I need to decide whether my desire to do "Hamlet" will overcome my natural inertia.

Friday, 12 June 2009

Unesco International City of Film

Bradford, city of my birth, has been acclaimed as the UNESCO International City of Film! How cool is that!

Wednesday, 10 June 2009

Out of the blue

I got a phone call out of the blue from my agent in Brighton week before last offering me a job last week. I signed up with this agent before retiring from work and this was the very first phone call I had received from him. It is good to know I now have three active agents working on my behalf: Robert in London, Katie in Bath and Peter in Brighton. I hope this means more work in future. I hope none of the assignments get to the stage where they overlap each other but what a nice position to be in what! I don't know how anyone could make a living out of being a film extra but I am not in it for the money but rather for the buzz and the variety.

Last week's job was working on a TV series called "Returning the Reubens" and starring Timothy Spall. I can't tell you what was filmed but I can assure you that I was stood right behind Timothy Spall in the shot and as long as they keep the scene in the final film I will certainly be seen looming over his left shoulder. It was very interesting being able to overhear his conversations with the director and to watch a star actor at work from such a close range.
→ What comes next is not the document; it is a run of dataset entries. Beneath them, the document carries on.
//! Subscriber rules checked from the outside only.

use std::sync::Arc;

use flowcheck_core::{
    BlackboxProbe, BlackboxSubscriberProxy, Element, ManualPublisher, TestEnvironment,
};
use flowcheck_proto::{Publisher, Subscriber};

use super::{
    ElementSource, UNTESTED_COMMON, UNTESTED_SUBSCRIPTION, expect_second_subscription_cancelled,
};
use crate::{
    TestSignalError,
    rule::{Rule, RuleInfo, RuleRegistry, ScenarioResult},
    runner::{RuleReport, RunSettings, SuiteReport, run_registry, run_rule},
};

/// Most elements rule 2.1 sends, however much the subscriber requests.
const MAX_SIGNALS_TO_EMIT: i64 = 512;

/// How many elements to send between two cancellation checks.
const CANCEL_SAMPLE_INTERVAL: i64 = 10;

/// Supplies blackbox subscribers under test.
pub trait BlackboxSubscriberFactory<T>: Send + Sync {
    /// A fresh subscriber.
    fn create_subscriber(&self) -> Arc<dyn Subscriber<T>>;

    /// The element at position `id` of generated streams.
    fn create_element(&self, id: u64) -> T;

    /// Make `subscriber` signal demand, for subscribers that do not request
    /// on their own from `on_subscribe`.
    fn trigger_request(&self, subscriber: &Arc<dyn Subscriber<T>>) {
        let _ = subscriber;
    }
}

/// Per-scenario fixture: the subscriber under test, wrapped in a recording
/// proxy, attached to a [`ManualPublisher`].
struct BlackboxStage<T: Element> {
    env: Arc<TestEnvironment>,
    publisher: Arc<ManualPublisher<T>>,
    source: ElementSource<T>,
    probe: Arc<BlackboxProbe<T>>,
    subject: Arc<dyn Subscriber<T>>,
}

/// Blackbox verification suite for one subscriber implementation.
pub struct SubscriberBlackboxVerification<T> {
    env: Arc<TestEnvironment>,
    factory: Arc<dyn BlackboxSubscriberFactory<T>>,
}

impl<T: Element> SubscriberBlackboxVerification<T> {
    /// Suite name used in reports.
    pub const SUITE: &'static str = "subscriber_blackbox";

    /// Create a suite over the subscribers of `factory`.
    pub fn new(env: Arc<TestEnvironment>, factory: Arc<dyn BlackboxSubscriberFactory<T>>) -> Self {
        Self { env, factory }
    }

    /// Run every rule.
    pub fn run(&self) -> SuiteReport {
        run_registry(Self::SUITE, &self.env, &Self::registry(), self, &RunSettings::default())
    }

    /// Run the rule called `name`, if there is one.
    pub fn run_rule(&self, name: &str) -> Option<RuleReport> {
        let registry = Self::registry();
        let rule = registry.get(name)?;
        Some(run_rule(Self::SUITE, &self.env, rule, self, &RunSettings::default()))
    }

    /// Listing of every rule.
    pub fn rules() -> Vec<RuleInfo> {
        Self::registry().infos()
    }

    /// Every blackbox subscriber rule.
    pub fn registry() -> RuleRegistry<Self> {
        let mut r = RuleRegistry::new();

        r.add(Rule::required(
            "2.1",
            "must_signal_demand_via_subscription_request",
            "the subscriber requests and copes with what it requested",
            Self::spec201_signal_demand,
        ));
        r.add(Rule::required(
            "2.3",
            "must_not_call_methods_on_subscription_or_publisher_in_on_complete",
            "no request or cancel from inside on_complete",
            Self::spec203_nothing_in_on_complete,
        ));
        r.add(Rule::required(
            "2.3",
            "must_not_call_methods_on_subscription_or_publisher_in_on_error",
            "no request or cancel from inside on_error",
            Self::spec203_nothing_in_on_error,
        ));
        r.add(Rule::required(
            "2.5",
            "must_call_subscription_cancel_if_it_already_has_a_subscription_and_receives_another",
            "a second subscription is cancelled",
            Self::spec205_cancel_second_subscription,
        ));
        r.add(Rule::untested(
            "2.8",
            "must_be_prepared_to_receive_on_next_signals_after_having_called_subscription_cancel",
            "late elements after cancel are tolerated",
            "a blackbox subscriber cannot be made to cancel",
        ));
        r.add(Rule::required(
            "2.9",
            "must_be_prepared_to_receive_an_on_complete_signal_with_preceding_request_call",
            "on_complete is accepted after demand",
            Self::spec209_on_complete_with_request,
        ));
        r.add(Rule::required(
            "2.9",
            "must_be_prepared_to_receive_an_on_complete_signal_without_preceding_request_call",
            "on_complete is accepted without demand",
            Self::spec209_on_complete_without_request,
        ));
        r.add(Rule::required(
            "2.10",
            "must_be_prepared_to_receive_an_on_error_signal_with_preceding_request_call",
            "on_error is accepted after demand",
            Self::spec210_on_error_with_request,
        ));
        r.add(Rule::required(
            "2.10",
            "must_be_prepared_to_receive_an_on_error_signal_without_preceding_request_call",
            "on_error is accepted without demand",
            Self::spec210_on_error_without_request,
        ));
        r.add(Rule::untested(
            "3.8",
            "request_must_register_given_number_elements_to_be_produced",
            "requested elements are delivered",
            "delivery is not observable without a probe inside the subscriber",
        ));
        for (id, name, reason) in UNTESTED_COMMON.into_iter().chain(UNTESTED_SUBSCRIPTION) {
            r.add(Rule::untested(id, name, "not mechanically checkable", reason));
        }

        r
    }

    /// Build the stage and run `body` against it.
    fn subscriber_test<F>(&self, body: F) -> ScenarioResult
    where
        F: FnOnce(&BlackboxStage<T>) -> ScenarioResult,
    {
        let env = Arc::clone(&self.env);
        let factory = Arc::clone(&self.factory);
        let source = ElementSource::new(&env, Arc::new(move |id: u64| factory.create_element(id)))?;

        let publisher = ManualPublisher::new(Arc::clone(&env));
        let probe = BlackboxProbe::new(Arc::clone(&env));
        let subject = self.factory.create_subscriber();
        publisher.subscribe(BlackboxSubscriberProxy::new(Arc::clone(&probe), Arc::clone(&subject)));

        let stage = BlackboxStage { env, publisher, source, probe, subject };
        body(&stage)
    }

    fn request_from(&self, stage: &BlackboxStage<T>) -> Result<i64, crate::rule::ScenarioError> {
        self.factory.trigger_request(&stage.subject);
        Ok(stage.publisher.expect_request()?)
    }

    fn spec201_signal_demand(&self) -> ScenarioResult {
        self.subscriber_test(|stage| {
            let requested = self.request_from(stage)?;
            // Protect against subscribers asking for absurd amounts.
            let to_emit = requested.min(MAX_SIGNALS_TO_EMIT);
            for sent in 0..to_emit {
                if sent % CANCEL_SAMPLE_INTERVAL == 0 && stage.publisher.is_cancelled() {
                    break;
                }
                let element = stage.source.next(&stage.env)?;
                stage.publisher.send_next(element)?;
            }
            // Completing before all demand is served is legal.
            stage.publisher.send_completion()?;
            stage.env.verify_no_async_errors()?;
            Ok(())
        })
    }

    fn spec203_nothing_in_on_complete(&self) -> ScenarioResult {
        self.subscriber_test(|stage| {
            stage.publisher.send_completion()?;
            stage.probe.expect_completion()?;
            stage.env.verify_no_async_errors()?;
            Ok(())
        })
    }

    fn spec203_nothing_in_on_error(&self) -> ScenarioResult {
        self.subscriber_test(|stage| {
            let cause = TestSignalError::signal();
            stage.publisher.send_error(Arc::clone(&cause))?;
            stage.probe.expect_error_same(&cause)?;
            stage.env.verify_no_async_errors()?;
            Ok(())
        })
    }

    fn spec205_cancel_second_subscription(&self) -> ScenarioResult {
        self.subscriber_test(|stage| {
            expect_second_subscription_cancelled(&stage.env, &stage.subject)
        })
    }

    fn spec209_on_complete_with_request(&self) -> ScenarioResult {
        self.subscriber_test(|stage| {
            self.request_from(stage)?;
            stage.publisher.send_completion()?;
            stage.probe.expect_completion()?;
            stage.env.verify_no_async_errors()?;
            Ok(())
        })
    }

    fn spec209_on_complete_without_request(&self) -> ScenarioResult {
        self.subscriber_test(|stage| {
            stage.publisher.send_completion()?;
            self.factory.trigger_request(&stage.subject);
            stage.probe.expect_completion()?;
            stage.probe.expect_none()?;
            stage.env.verify_no_async_errors_no_delay()?;
            Ok(())
        })
    }

    fn spec210_on_error_with_request(&self) -> ScenarioResult {
        self.subscriber_test(|stage| {
            self.request_from(stage)?;
            let cause = TestSignalError::signal();
            stage.publisher.send_error(Arc::clone(&cause))?;
            stage.probe.expect_error_same(&cause)?;
            stage.env.verify_no_async_errors_no_delay()?;
            Ok(())
        })
    }

    fn spec210_on_error_without_request(&self) -> ScenarioResult {
        self.subscriber_test(|stage| {
            let cause = TestSignalError::signal();
            stage.publisher.send_error(Arc::clone(&cause))?;
            stage.probe.expect_error_same(&cause)?;
            stage.env.verify_no_async_errors_no_delay()?;
            Ok(())
        })
    }
}

#[cfg(test)]
mod tests {
    use super::*;
    use crate::rule::RuleLevel;

    #[test]
    fn blackbox_leaves_steering_rules_untested() {
        let infos = SubscriberBlackboxVerification::<u32>::rules();
        let level_of =
            |name: &str| infos.iter().find(|info| info.name == name).map(|info| info.level);

        assert_eq!(
            level_of("request_must_register_given_number_elements_to_be_produced"),
            Some(RuleLevel::Untested)
        );
        assert_eq!(
            level_of("must_signal_demand_via_subscription_request"),
            Some(RuleLevel::Required)
        );
    }
}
At the moment I am rehearsing the part of Scullery in "Road" by Jim Cartwright http://www.jimcartwright.co.uk/ (at Havant Arts Centre in July: see Bench Theatre link to the right). As part of the background information on the playwright, our director showed us clips from Vacuuming Completely Nude In Paradise (BBC 2001), in which Timothy Spall gave a magnificent, coruscating performance. He is a wonderful actor and based on the experience of last week's snippet of work not a half bad human being either!

I have just found out that the director wants me to sing in "Road". My father could sing and had a wonderful voice by all accounts, but my mother really couldn't. Fortunately my wife can and so can my two lovely daughters. I am now sweating on this new skill to be acquired rapidly. The director said rather casually, "Sing 'Danny Boy'", so that is what I am working on at the moment.
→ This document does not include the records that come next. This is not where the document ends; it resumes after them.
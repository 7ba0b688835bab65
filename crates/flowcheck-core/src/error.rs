//! Error types for the verification core.
//!
//! A [`Failure`] is what the harness records when an implementation under
//! test misbehaves. Failures are values, not panics: they are captured from
//! whatever thread observed them and surfaced later on the driving thread.

use flowcheck_proto::SignalError;
use thiserror::Error;

/// A protocol violation or failed expectation.
#[derive(Error, Debug, Clone)]
pub enum Failure {
    /// An expectation did not hold.
    #[error("{0}")]
    Assertion(String),

    /// An error signalled by the implementation under test, captured where
    /// the harness did not expect one.
    #[error("{message}: {cause}")]
    Signal {
        /// What the harness was doing when the error arrived
        message: String,
        /// The captured error
        cause: SignalError,
    },

    /// A buffer of observed signals filled up, meaning the producer emitted
    /// far more than was ever requested.
    #[error("{context}: more than {capacity} signals buffered without being consumed")]
    Overflow {
        /// Which buffer overflowed
        context: String,
        /// Capacity that was exceeded
        capacity: usize,
    },
}

impl Failure {
    /// Build an assertion failure from anything printable.
    pub fn assertion(message: impl Into<String>) -> Self {
        Self::Assertion(message.into())
    }

    /// The captured foreign error, if this failure carries one.
    pub fn cause(&self) -> Option<&SignalError> {
        match self {
            Self::Signal { cause, .. } => Some(cause),
            Self::Assertion(_) | Self::Overflow { .. } => None,
        }
    }

    /// Returns true if the captured error is of kind `E`.
    pub fn is_caused_by<E>(&self) -> bool
    where
        E: std::error::Error + 'static,
    {
        self.cause().is_some_and(|cause| cause.downcast_ref::<E>().is_some())
    }
}

/// Errors reading the environment configuration.
#[derive(Error, Debug, Clone, PartialEq, Eq)]
pub enum ConfigError {
    /// A timeout variable was not a non-negative integer.
    #[error("{key} must be a whole number of milliseconds, got {value:?}")]
    InvalidMillis {
        /// Variable name
        key: &'static str,
        /// Raw value found
        value: String,
    },

    /// A flag variable was not a recognised boolean.
    #[error("{key} must be one of true/false/1/0, got {value:?}")]
    InvalidFlag {
        /// Variable name
        key: &'static str,
        /// Raw value found
        value: String,
    },
}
I have also got a part in "Life's Lottery" next week for Cloak and Dagger Murder Mystery http://www.murderdinner.co.uk/. We are working on a touring production of "The Party Guest" by Jacquie Penrose, Storytelling sessions at the Spring arts and cultural heritage centre in autumn, and on a new set of ghost stories for the Ghost Walks in Havant as part of the Havant Literary Festival Society http://www.havantlitfest.org.uk/

Friday, 24 April 2009

Parental Pride!

Below is the link to the News review of "Closer", in which the reviewer refers in glowing terms to the performance of Alice Corrigan as Anna:

"http://www.portsmouth.co.uk/entertainment/Review-Closer.5202520.jp"
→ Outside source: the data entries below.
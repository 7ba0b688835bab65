//! Subscriber rules checked through the subscriber's own puppet.

use std::sync::Arc;

use flowcheck_core::{
    Element, ManualPublisher, SubscriberPuppet, TestEnvironment, WhiteboxSubscriberProbe,
};
use flowcheck_proto::{Publisher, SignalError, Subscriber};

use super::{
    ElementSource, UNTESTED_COMMON, UNTESTED_SUBSCRIPTION, expect_second_subscription_cancelled,
};
use crate::{
    TestSignalError,
    rule::{Rule, RuleInfo, RuleRegistry, ScenarioError, ScenarioResult},
    runner::{RuleReport, RunSettings, SuiteReport, run_registry, run_rule},
};

/// Supplies whitebox subscribers under test.
///
/// The subscriber must call [`WhiteboxSubscriberProbe::register_on_subscribe`]
/// from its `on_subscribe` with a puppet driving its subscription, and
/// report every other signal through the matching `register_*` method.
pub trait WhiteboxSubscriberFactory<T>: Send + Sync {
    /// A fresh subscriber reporting to `probe`.
    fn create_subscriber(&self, probe: Arc<WhiteboxSubscriberProbe<T>>) -> Arc<dyn Subscriber<T>>;

    /// The element at position `id` of generated streams.
    fn create_element(&self, id: u64) -> T;
}

/// Per-scenario fixture: the subscriber under test attached to a
/// [`ManualPublisher`], with its puppet registered.
struct WhiteboxStage<T: Element> {
    env: Arc<TestEnvironment>,
    publisher: Arc<ManualPublisher<T>>,
    source: ElementSource<T>,
    probe: Arc<WhiteboxSubscriberProbe<T>>,
    subject: Arc<dyn Subscriber<T>>,
    puppet: Arc<dyn SubscriberPuppet>,
}

impl<T: Element> WhiteboxStage<T> {
    fn puppet(&self) -> &dyn SubscriberPuppet {
        &*self.puppet
    }

    /// Send the next generated element to the subscriber under test.
    fn signal_next(&self) -> Result<T, ScenarioError> {
        let element = self.source.next(&self.env)?;
        self.publisher.send_next(element.clone())?;
        Ok(element)
    }

    fn expect_request(&self) -> Result<i64, ScenarioError> {
        Ok(self.publisher.expect_request()?)
    }
}

/// Whitebox verification suite for one subscriber implementation.
pub struct SubscriberWhiteboxVerification<T> {
    env: Arc<TestEnvironment>,
    factory: Arc<dyn WhiteboxSubscriberFactory<T>>,
}

impl<T: Element> SubscriberWhiteboxVerification<T> {
    /// Suite name used in reports.
    pub const SUITE: &'static str = "subscriber_whitebox";

    /// Create a suite over the subscribers of `factory`.
    pub fn new(env: Arc<TestEnvironment>, factory: Arc<dyn WhiteboxSubscriberFactory<T>>) -> Self {
        Self { env, factory }
    }

    /// Run every rule.
    pub fn run(&self) -> SuiteReport {
        run_registry(Self::SUITE, &self.env, &Self::registry(), self, &RunSettings::default())
    }

    /// Run the rule called `name`, if there is one.
    pub fn run_rule(&self, name: &str) -> Option<RuleReport> {
        let registry = Self::registry();
        let rule = registry.get(name)?;
        Some(run_rule(Self::SUITE, &self.env, rule, self, &RunSettings::default()))
    }

    /// Listing of every rule.
    pub fn rules() -> Vec<RuleInfo> {
        Self::registry().infos()
    }

    /// Every whitebox subscriber rule.
    pub fn registry() -> RuleRegistry<Self> {
        let mut r = RuleRegistry::new();

        r.add(Rule::required(
            "-",
            "exercise_whitebox_happy_path",
            "request, receive and cancel through the puppet",
            Self::happy_path,
        ));
        r.add(Rule::required(
            "2.1",
            "must_signal_demand_via_subscription_request",
            "demand reaches the subscription",
            Self::spec201_signal_demand,
        ));
        r.add(Rule::required(
            "2.3",
            "must_not_call_methods_on_subscription_or_publisher_in_on_complete",
            "no request or cancel from inside on_complete",
            Self::spec203_nothing_in_on_complete,
        ));
        r.add(Rule::required(
            "2.3",
            "must_not_call_methods_on_subscription_or_publisher_in_on_error",
            "no request or cancel from inside on_error",
            Self::spec203_nothing_in_on_error,
        ));
        r.add(Rule::required(
            "2.5",
            "must_call_subscription_cancel_if_it_already_has_a_subscription_and_receives_another",
            "a second subscription is cancelled",
            Self::spec205_cancel_second_subscription,
        ));
        r.add(Rule::required(
            "2.8",
            "must_be_prepared_to_receive_on_next_signals_after_having_called_subscription_cancel",
            "late elements after cancel are tolerated",
            Self::spec208_on_next_after_cancel,
        ));
        r.add(Rule::required(
            "2.9",
            "must_be_prepared_to_receive_an_on_complete_signal_with_preceding_request_call",
            "on_complete is accepted after demand",
            Self::spec209_on_complete_with_request,
        ));
        r.add(Rule::required(
            "2.9",
            "must_be_prepared_to_receive_an_on_complete_signal_without_preceding_request_call",
            "on_complete is accepted without demand",
            Self::spec209_on_complete_without_request,
        ));
        r.add(Rule::required(
            "2.10",
            "must_be_prepared_to_receive_an_on_error_signal_with_preceding_request_call",
            "on_error is accepted after demand",
            Self::spec210_on_error_with_request,
        ));
        r.add(Rule::required(
            "2.10",
            "must_be_prepared_to_receive_an_on_error_signal_without_preceding_request_call",
            "on_error is accepted without demand",
            Self::spec210_on_error_without_request,
        ));
        r.add(Rule::required(
            "3.8",
            "request_must_register_given_number_elements_to_be_produced",
            "requested elements are delivered",
            Self::spec308_request_registers_elements,
        ));
        for (id, name, reason) in UNTESTED_COMMON.into_iter().chain(UNTESTED_SUBSCRIPTION) {
            r.add(Rule::untested(id, name, "not mechanically checkable", reason));
        }

        r
    }

    /// Build the stage and run `body` against it.
    fn subscriber_test<F>(&self, body: F) -> ScenarioResult
    where
        F: FnOnce(&WhiteboxStage<T>) -> ScenarioResult,
    {
        let env = Arc::clone(&self.env);
        let factory = Arc::clone(&self.factory);
        let source = ElementSource::new(&env, Arc::new(move |id: u64| factory.create_element(id)))?;

        let publisher = ManualPublisher::new(Arc::clone(&env));
        let probe = WhiteboxSubscriberProbe::new(Arc::clone(&env));
        let subject = self.factory.create_subscriber(Arc::clone(&probe));
        publisher.subscribe(Arc::clone(&subject));
        let puppet = probe.puppet()?;
        env.verify_no_async_errors_no_delay()?;

        let stage = WhiteboxStage { env, publisher, source, probe, subject, puppet };
        body(&stage)
    }

    fn happy_path(&self) -> ScenarioResult {
        self.subscriber_test(|stage| {
            stage.puppet().trigger_request(1);
            stage.puppet().trigger_request(1);
            let requested = stage.expect_request()?;
            let first = stage.signal_next()?;
            stage.probe.expect_next(first)?;

            stage.puppet().trigger_request(1);
            // Some subscribers coalesce the first two requests.
            if requested == 1 {
                stage.expect_request()?;
            }
            let second = stage.signal_next()?;
            stage.probe.expect_next(second)?;

            stage.puppet().signal_cancel();
            stage.publisher.expect_cancelling()?;
            stage.env.verify_no_async_errors()?;
            Ok(())
        })
    }

    fn spec201_signal_demand(&self) -> ScenarioResult {
        self.subscriber_test(|stage| {
            stage.puppet().trigger_request(1);
            stage.expect_request()?;
            let element = stage.signal_next()?;
            stage.probe.expect_next(element)?;
            Ok(())
        })
    }

    fn spec203_nothing_in_on_complete(&self) -> ScenarioResult {
        self.subscriber_test(|stage| {
            stage.publisher.send_completion()?;
            stage.probe.expect_completion()?;
            stage.env.verify_no_async_errors()?;
            Ok(())
        })
    }

    fn spec203_nothing_in_on_error(&self) -> ScenarioResult {
        self.subscriber_test(|stage| {
            let cause = TestSignalError::signal();
            stage.publisher.send_error(Arc::clone(&cause))?;
            stage.probe.expect_error_same(&cause)?;
            stage.env.verify_no_async_errors()?;
            Ok(())
        })
    }

    fn spec205_cancel_second_subscription(&self) -> ScenarioResult {
        self.subscriber_test(|stage| {
            expect_second_subscription_cancelled(&stage.env, &stage.subject)
        })
    }

    fn spec208_on_next_after_cancel(&self) -> ScenarioResult {
        self.subscriber_test(|stage| {
            stage.puppet().trigger_request(1);
            stage.puppet().signal_cancel();
            stage.publisher.expect_cancelling()?;
            stage.signal_next()?;

            stage.puppet().trigger_request(1);
            stage.puppet().trigger_request(1);
            stage.env.verify_no_async_errors()?;
            Ok(())
        })
    }

    fn spec209_on_complete_with_request(&self) -> ScenarioResult {
        self.subscriber_test(|stage| {
            stage.puppet().trigger_request(1);
            stage.publisher.send_completion()?;
            stage.probe.expect_completion()?;
            stage.env.verify_no_async_errors()?;
            Ok(())
        })
    }

    fn spec209_on_complete_without_request(&self) -> ScenarioResult {
        self.subscriber_test(|stage| {
            stage.publisher.send_completion()?;
            stage.probe.expect_completion()?;
            stage.env.verify_no_async_errors()?;
            Ok(())
        })
    }

    fn expect_error_delivered(stage: &WhiteboxStage<T>, cause: &SignalError) -> ScenarioResult {
        stage.publisher.send_error(Arc::clone(cause))?;
        stage.probe.expect_error_same(cause)?;
        stage.env.verify_no_async_errors_no_delay()?;
        Ok(())
    }

    fn spec210_on_error_with_request(&self) -> ScenarioResult {
        self.subscriber_test(|stage| {
            stage.puppet().trigger_request(1);
            stage.puppet().trigger_request(1);
            Self::expect_error_delivered(stage, &TestSignalError::signal())
        })
    }

    fn spec210_on_error_without_request(&self) -> ScenarioResult {
        self.subscriber_test(|stage| {
            Self::expect_error_delivered(stage, &TestSignalError::signal())
        })
    }

    fn spec308_request_registers_elements(&self) -> ScenarioResult {
        self.subscriber_test(|stage| {
            stage.puppet().trigger_request(2);
            let requested = stage.expect_request()?;
            let first = stage.signal_next()?;
            stage.probe.expect_next(first)?;

            // Some subscribers only request one element at a time.
            if requested < 2 {
                stage.expect_request()?;
            }
            let second = stage.signal_next()?;
            stage.probe.expect_next(second)?;
            stage.probe.expect_none()?;

            stage.puppet().trigger_request(3);
            stage.env.verify_no_async_errors()?;
            Ok(())
        })
    }
}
Please forgive a father's pride in his younger daughter but the review says everything about the performance that I and her mother saw last night and were unable to express. Comic timing allied with purity of characterisation and emotional depth contributes to a stunning performance! Well done, Kitten!

This is a link to some stunning rehearsal photos by Finchy: http://www.flickr.com/photos/7174256@N03/sets/72157617196543832/

Tuesday, 21 April 2009

Quarter Final Winners!

Yes, folks! The Bench production of "Father For Justice" won the Southern Division quarter finals of the All England Theatre Festival and Martin McBride won the Best actor award yet again. It was interesting that the only other nominee was his co-star, Damon Wakelin, so the Bench were on something of a win-win situation there! The adjudicator gave a wonderful adjudication and what he said about the direction made my face glow with pride! I wish now I had asked for a written adjudication as it was really good to have all that praise heaped on my young and inexperienced shoulders. (OK, so the rest of me isn't that young and experienced, but my shoulders are!)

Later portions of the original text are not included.